# Material for the task
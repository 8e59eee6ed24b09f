//! Runtime error types.

use std::{
    io,
    net::{AddrParseError, SocketAddr},
};

use chorus_core::ServerError;
use thiserror::Error;

/// Errors that stop the production runtime.
#[derive(Error, Debug)]
pub enum RuntimeError {
    /// Listening socket could not be bound.
    ///
    /// Fatal at startup: address in use, permission denied, and so on.
    #[error("failed to bind {address}: {source}")]
    Bind {
        /// Address we tried to bind
        address: SocketAddr,
        /// Underlying OS error
        #[source]
        source: io::Error,
    },

    /// Bind address did not parse as `host:port`.
    #[error("invalid bind address '{address}': {source}")]
    InvalidAddress {
        /// Address as given
        address: String,
        /// Parse failure
        #[source]
        source: AddrParseError,
    },

    /// Reactor setup or socket query failed.
    #[error("I/O error: {0}")]
    Io(#[from] io::Error),

    /// The event loop stopped with an error.
    #[error("server error: {0}")]
    Server(#[from] ServerError),
}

# Your assignment
Repeat all of the records verbatim, leaving nothing out.

# Written answer
repository 8e59eee6ed24b09f
//! Runtime error types.

use std::{
    io,
    net::{AddrParseError, SocketAddr},
};

use chorus_core::ServerError;
use thiserror::Error;

/// Errors that stop the production runtime.
#[derive(Error, Debug)]
pub enum RuntimeError {
    /// Listening socket could not be bound.
    ///
    /// Fatal at startup: address in use, permission denied, and so on.
    #[error("failed to bind {address}: {source}")]
    Bind {
        /// Address we tried to bind
        address: SocketAddr,
        /// Underlying OS error
        #[source]
        source: io::Error,
    },

    /// Bind address did not parse as `host:port`.
    #[error("invalid bind address '{address}': {source}")]
    InvalidAddress {
        /// Address as given
        address: String,
        /// Parse failure
        #[source]
        source: AddrParseError,
    },

    /// Reactor setup or socket query failed.
    #[error("I/O error: {0}")]
    Io(#[from] io::Error),

    /// The event loop stopped with an error.
    #[error("server error: {0}")]
    Server(#[from] ServerError),
}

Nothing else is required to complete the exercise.